Once scientists move outside their scientific experience, they become like a layperson. I'm not a religious person, but if I want to talk religion with someone, it won't be a scientist; it will be with someone who understands theology (who might be either an atheist or a believer). I believe people like Dawkins give atheism a bad name because their arguments are so crude and unsubtle. They step outside their narrow competences when they produce these arguments.

In our book we too criticize creationism's pretensions to be a science, but we don't treat it as a trivial problem. Our critiques of creationism are: (a) that it stops scientific progress in its tracks by answering questions in a way that closes off further research; and (b) that there is no real attempt to meld the approach with the existing methods of science. We know that the creationists say this is not true, but their hypotheses relate to books of obscure origin or to faith rather than to observation.

How do you distinguish the people who can and can't contribute to a specialized field?
The key to the whole thing is whether people have had access to the tacit knowledge of an esoteric area—tacit knowledge is know-how that you can't express in words. The standard example is knowing how to ride a bike. My view as a sociologist is that expertise is located in more or less specialized social groups. If you want to know what counts as secure knowledge in a field like gravitational wave detection, you have to become part of the social group. Being immersed in the discourse of the specialists is the only way to keep up with what is at the cutting edge.

Is this where interactional expertise comes into play?
Interactional expertise is one of the things that broadens the scope of who can contribute. It's a little bit wider than the old "people in the white coats" of the 1950s, but what it's not is everybody. (Within science, lots of people have interactional expertise, because science wouldn't run without it.)

You did experiments to test your theory of expertise. What did you find?
The original version we did was with color-blind people. What we were attempting to demonstrate is something we call the strong interactional hypothesis: If you have deeply immersed yourself in the talk of an esoteric group—but not immersed yourself in any way in the practices of that group—you will be indistinguishable from somebody who has immersed themself [sic] in both the talk and the practice, in a test which just involves talk.

If that's the case, then you're going to speak as fluently as someone who has been engaged in the practices. And if you can speak as fluently, then you're indistinguishable from an expert. It's what I like to call "walking the talk". You still can't do the stuff, but you can make judgments, inferences and so on, which are on a par.

We picked color-blind people because they've spent their whole lives immersed in a community talking about color. So we thought color-blind people should be indistinguishable from color-perceivers when asked questions by a color-perceiver who knew what was going on.

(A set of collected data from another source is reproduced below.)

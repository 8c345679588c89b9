//! Reading and unpacking `.tar.gz` artefact archives.

use std::collections::{BTreeSet, HashMap};
use std::fs;
use std::io::Read;
use std::path::{Component, Path, PathBuf};

use anyhow::{Context, Result};
use flate2::read::GzDecoder;
use sha2::{Digest, Sha256};
use tracing::{debug, warn};

use crate::manifest::{Manifest, MANIFEST_FILE};

pub fn sha256_hex(bytes: &[u8]) -> String {
    hex::encode(Sha256::digest(bytes))
}

/// Normalize an archive entry path: strips `./`, rejects absolute paths and
/// `..` components. Returns `None` for paths that would escape the target.
pub fn normalize_entry_path(path: &Path) -> Option<PathBuf> {
    let mut normalized = PathBuf::new();
    for component in path.components() {
        match component {
            Component::Normal(part) => normalized.push(part),
            Component::CurDir => {}
            Component::ParentDir | Component::RootDir | Component::Prefix(_) => return None,
        }
    }
    if normalized.as_os_str().is_empty() {
        return None;
    }
    Some(normalized)
}

fn open<R: Read>(reader: R) -> tar::Archive<GzDecoder<R>> {
    tar::Archive::new(GzDecoder::new(reader))
}

pub fn read_manifest_from_bytes(bytes: &[u8]) -> Result<Manifest> {
    read_manifest_from(bytes)
}

pub fn read_manifest(archive: &Path) -> Result<Manifest> {
    let file = fs::File::open(archive)
        .with_context(|| format!("opening archive {}", archive.display()))?;
    read_manifest_from(file).with_context(|| format!("reading manifest of {}", archive.display()))
}

fn read_manifest_from<R: Read>(reader: R) -> Result<Manifest> {
    let mut archive = open(reader);
    for entry in archive.entries()? {
        let mut entry = entry?;
        let path = entry.path()?.into_owned();
        if normalize_entry_path(&path).as_deref() == Some(Path::new(MANIFEST_FILE)) {
            let mut bytes = Vec::new();
            entry.read_to_end(&mut bytes)?;
            return Manifest::from_slice(&bytes);
        }
    }
    anyhow::bail!("archive has no {}", MANIFEST_FILE)
}

/// Read the archived copies of `wanted` payload files.
pub fn read_entries(archive: &Path, wanted: &BTreeSet<String>) -> Result<HashMap<String, Vec<u8>>> {
    let file = fs::File::open(archive)
        .with_context(|| format!("opening archive {}", archive.display()))?;
    let mut archive = open(file);
    let mut found = HashMap::new();
    for entry in archive.entries()? {
        let mut entry = entry?;
        let Some(path) = normalize_entry_path(&entry.path()?) else {
            continue;
        };
        let key = path.to_string_lossy().into_owned();
        if wanted.contains(&key) {
            let mut bytes = Vec::new();
            entry.read_to_end(&mut bytes)?;
            found.insert(key, bytes);
        }
    }
    Ok(found)
}

/// Unpack every payload entry into `target_dir`.
///
/// Stops at the first failing entry; whatever was written before stays on
/// disk and is the caller's to clean up. Returns the relative paths written.
pub fn unpack(archive: &Path, target_dir: &Path) -> Result<Vec<PathBuf>> {
    let file = fs::File::open(archive)
        .with_context(|| format!("opening archive {}", archive.display()))?;
    let mut archive = open(file);
    let mut written = Vec::new();
    for entry in archive.entries()? {
        let mut entry = entry?;
        let raw = entry.path()?.into_owned();
        let relative = normalize_entry_path(&raw)
            .with_context(|| format!("archive entry {} escapes the target", raw.display()))?;
        if relative == Path::new(MANIFEST_FILE) {
            continue;
        }
        let target = target_dir.join(&relative);
        match entry.header().entry_type() {
            tar::EntryType::Directory => {
                fs::create_dir_all(&target)
                    .with_context(|| format!("creating directory {}", target.display()))?;
            }
            tar::EntryType::Regular => {
                unpack_entry(&mut entry, &target)
                    .with_context(|| format!("unpacking {}", relative.display()))?;
                debug!("Unpacked {}", relative.display());
                written.push(relative);
            }
            other => {
                warn!("Skipping unsupported entry {} ({:?})", relative.display(), other);
            }
        }
    }
    Ok(written)
}

fn unpack_entry<T: Read>(entry: &mut tar::Entry<T>, target: &Path) -> Result<()> {
    if let Some(parent) = target.parent() {
        fs::create_dir_all(parent)
            .with_context(|| format!("creating directory {}", parent.display()))?;
    }
    entry.unpack(target)?;
    Ok(())
}
//! HTTP client the controller uses to reach operators.

use std::collections::BTreeMap;
use std::time::Duration;

use anyhow::{Context, Result};
use async_trait::async_trait;
use reqwest::Client;
use tracing::{info, warn};

use crate::lifecycle::OperatorGateway;
use crate::model::{ActionReport, LifecycleAction, ServerModel};

pub struct HttpOperatorGateway {
    client: Client,
    /// Operator id -> base URL.
    operators: BTreeMap<String, String>,
}

impl HttpOperatorGateway {
    pub fn new(operators: BTreeMap<String, String>, timeout: Duration) -> Result<Self> {
        let client = Client::builder()
            .timeout(timeout)
            .build()
            .context("Failed to create HTTP client")?;
        Ok(Self { client, operators })
    }

    fn base_url(&self, operator: &str) -> Result<&str> {
        self.operators
            .get(operator)
            .map(|url| url.trim_end_matches('/'))
            .with_context(|| format!("operator '{}' is not configured", operator))
    }
}

#[async_trait]
impl OperatorGateway for HttpOperatorGateway {
    async fn execute(&self, server: &ServerModel, action: LifecycleAction) -> Result<ActionReport> {
        let url = format!(
            "{}/server/{}/{}",
            self.base_url(&server.operator)?,
            server.uuid,
            action
        );
        let response = self
            .client
            .post(&url)
            .send()
            .await
            .with_context(|| format!("Failed to reach operator {}", server.operator))?;

        if response.status().is_success() {
            response.json().await.context("Failed to parse operator response")
        } else {
            let status = response.status();
            let body = response.text().await.unwrap_or_default();
            anyhow::bail!("operator {} answered {} for {}: {}", server.operator, status, action, body)
        }
    }

    async fn clear_caches(&self, max_age: Duration) -> Result<()> {
        let age = humantime::format_duration(max_age).to_string();
        let mut failed = Vec::new();
        for (operator, base) in &self.operators {
            let url = format!("{}/cron/cache/clear", base.trim_end_matches('/'));
            let outcome = self
                .client
                .post(&url)
                .query(&[("age", age.as_str())])
                .send()
                .await
                .and_then(|r| r.error_for_status());
            match outcome {
                Ok(_) => info!("🧹 Operator {} cleared cache entries older than {}", operator, age),
                Err(e) => {
                    warn!("⚠️  Cache clear on operator {} failed: {}", operator, e);
                    failed.push(operator.as_str());
                }
            }
        }
        if !failed.is_empty() {
            anyhow::bail!("cache clear failed on operator(s): {}", failed.join(", "));
        }
        Ok(())
    }
}
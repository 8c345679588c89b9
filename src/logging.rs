use serde::Deserialize;
use tracing_appender::non_blocking::WorkerGuard;
use tracing_appender::rolling::{RollingFileAppender, Rotation};
use tracing_subscriber::layer::SubscriberExt;
use tracing_subscriber::util::SubscriberInitExt;
use tracing_subscriber::EnvFilter;

#[derive(Debug, Deserialize, Clone, Copy, Default, PartialEq, Eq)]
#[serde(rename_all = "lowercase")]
pub enum LogRotation {
    #[default]
    Daily,
    Hourly,
    Never,
}

impl LogRotation {
    fn rotation(self) -> Rotation {
        match self {
            LogRotation::Daily => Rotation::DAILY,
            LogRotation::Hourly => Rotation::HOURLY,
            LogRotation::Never => Rotation::NEVER,
        }
    }
}

#[derive(Debug, Deserialize, Clone, Default)]
pub struct LoggingConfig {
    /// Log to rolling files in this directory instead of stdout.
    #[serde(default)]
    pub directory: Option<String>,
    #[serde(default)]
    pub file_prefix: Option<String>,
    #[serde(default)]
    pub rotation: LogRotation,
}

fn env_filter() -> (EnvFilter, String) {
    let level = std::env::var("RUST_LOG").unwrap_or_else(|_| "info".to_string());
    (EnvFilter::new(&level), level)
}

/// Install the global subscriber for a binary. File logging needs the
/// returned guard kept alive until exit so buffered lines get flushed.
pub fn init_tracing(config: &LoggingConfig, default_prefix: &str) -> Option<WorkerGuard> {
    let (filter, level) = env_filter();

    let Some(dir) = config.directory.as_deref() else {
        tracing_subscriber::fmt()
            .with_env_filter(filter)
            .with_target(false)
            .init();
        eprintln!("✅ Logging to stdout (level: {})", level);
        return None;
    };

    let prefix = config.file_prefix.as_deref().unwrap_or(default_prefix);
    let appender = RollingFileAppender::new(config.rotation.rotation(), dir, prefix);
    let (writer, guard) = tracing_appender::non_blocking(appender);
    tracing_subscriber::registry()
        .with(
            tracing_subscriber::fmt::layer()
                .with_writer(writer)
                .with_ansi(false)
                .with_target(false),
        )
        .with(filter)
        .init();
    eprintln!(
        "✅ Logging to {}/{} ({:?} rotation, level: {})",
        dir, prefix, config.rotation, level
    );
    Some(guard)
}
//! Store errors and their HTTP mapping.

use axum::http::StatusCode;
use axum::response::{IntoResponse, Response};
use axum::Json;
use serde::Serialize;

use crate::executor::UpdateError;

pub type StoreResult<T> = std::result::Result<T, StoreError>;

/// Errors raised by a [`crate::store::StateStore`].
///
/// `NotFound` and `Conflict` are distinct signals and are propagated without
/// reinterpretation up to the HTTP layer.
#[derive(Debug, thiserror::Error)]
pub enum StoreError {
    #[error("not found: {what}")]
    NotFound { what: String },

    /// A uniqueness constraint would be violated.
    #[error("conflict: {what}")]
    Conflict { what: String },

    #[error("invalid request: {message}")]
    Invalid { message: String },

    #[error("storage error: {message}")]
    Storage {
        message: String,
        #[source]
        source: Option<Box<dyn std::error::Error + Send + Sync>>,
    },
}

impl StoreError {
    pub fn not_found(what: impl Into<String>) -> Self {
        StoreError::NotFound { what: what.into() }
    }

    pub fn conflict(what: impl Into<String>) -> Self {
        StoreError::Conflict { what: what.into() }
    }

    pub fn invalid(message: impl Into<String>) -> Self {
        StoreError::Invalid {
            message: message.into(),
        }
    }

    pub fn storage(
        message: impl Into<String>,
        source: impl std::error::Error + Send + Sync + 'static,
    ) -> Self {
        StoreError::Storage {
            message: message.into(),
            source: Some(Box::new(source)),
        }
    }
}

#[derive(Debug, Serialize)]
struct ApiErrorBody {
    code: &'static str,
    message: String,
}

/// JSON error response shared by the controller and operator routers.
#[derive(Debug)]
pub struct ApiError {
    status: StatusCode,
    code: &'static str,
    message: String,
}

impl ApiError {
    pub fn new(status: StatusCode, code: &'static str, message: impl Into<String>) -> Self {
        Self {
            status,
            code,
            message: message.into(),
        }
    }

    pub fn bad_request(message: impl Into<String>) -> Self {
        Self::new(StatusCode::BAD_REQUEST, "BAD_REQUEST", message)
    }

    pub fn bad_gateway(message: impl Into<String>) -> Self {
        Self::new(StatusCode::BAD_GATEWAY, "BAD_GATEWAY", message)
    }

    pub fn status(&self) -> StatusCode {
        self.status
    }
}

impl From<StoreError> for ApiError {
    fn from(err: StoreError) -> Self {
        let message = err.to_string();
        match err {
            StoreError::NotFound { .. } => Self::new(StatusCode::NOT_FOUND, "NOT_FOUND", message),
            StoreError::Conflict { .. } => Self::new(StatusCode::CONFLICT, "CONFLICT", message),
            StoreError::Invalid { .. } => Self::bad_request(message),
            StoreError::Storage { .. } => {
                Self::new(StatusCode::INTERNAL_SERVER_ERROR, "STORAGE", message)
            }
        }
    }
}

impl From<anyhow::Error> for ApiError {
    fn from(err: anyhow::Error) -> Self {
        let err = match err.downcast::<StoreError>() {
            Ok(store_err) => return store_err.into(),
            Err(other) => other,
        };
        if let Some(update_err) = err.downcast_ref::<UpdateError>() {
            if matches!(update_err, UpdateError::ServerRunning { .. }) {
                return Self::new(StatusCode::CONFLICT, "SERVER_RUNNING", format!("{:#}", err));
            }
        }
        Self::new(
            StatusCode::INTERNAL_SERVER_ERROR,
            "INTERNAL",
            format!("{:#}", err),
        )
    }
}

impl IntoResponse for ApiError {
    fn into_response(self) -> Response {
        let body = ApiErrorBody {
            code: self.code,
            message: self.message,
        };
        (self.status, Json(body)).into_response()
    }
}

#[cfg(test)]
mod tests {
    use super::*;

    #[test]
    fn store_errors_map_to_distinct_statuses() {
        assert_eq!(
            ApiError::from(StoreError::not_found("server x")).status(),
            StatusCode::NOT_FOUND
        );
        assert_eq!(
            ApiError::from(StoreError::conflict("duplicate TARGET")).status(),
            StatusCode::CONFLICT
        );
        assert_eq!(
            ApiError::from(StoreError::invalid("bad")).status(),
            StatusCode::BAD_REQUEST
        );
    }

    #[test]
    fn wrapped_store_error_keeps_its_status() {
        let err = anyhow::Error::new(StoreError::conflict("dup")).context("inserting state");
        assert_eq!(ApiError::from(err).status(), StatusCode::CONFLICT);
    }
}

And we demonstrated that that was in fact the case. Now we're planning to do another imitation test on the congenitally blind to see if they can perform as well as the color-blind.

You also found that gravitational wave physicists had a hard time distinguishing you from one of their own in a written test.
I thought it's my duty to put myself through this test and see if anybody can tell. I'm not claiming my interactional expertise is really good enough to pass for a physicist, so I had to put brackets around it. There were no mathematical questions allowed. But they did involve some pretty damn difficult questions, which I'd never encountered before and which really gave me a fright. And it turned out I could work out the answers.

You've spent the past 30 years studying gravitational wave physicists. What do you like about them?
They're my ideal kind of academic. They're doing a slightly crazy, almost impossible project, and they're doing it for purely academic reasons with no economic payoff. I consider myself an academic who's made the bargain that I want to have an interesting life, and I'm prepared to have a little less status and a little less money as a result.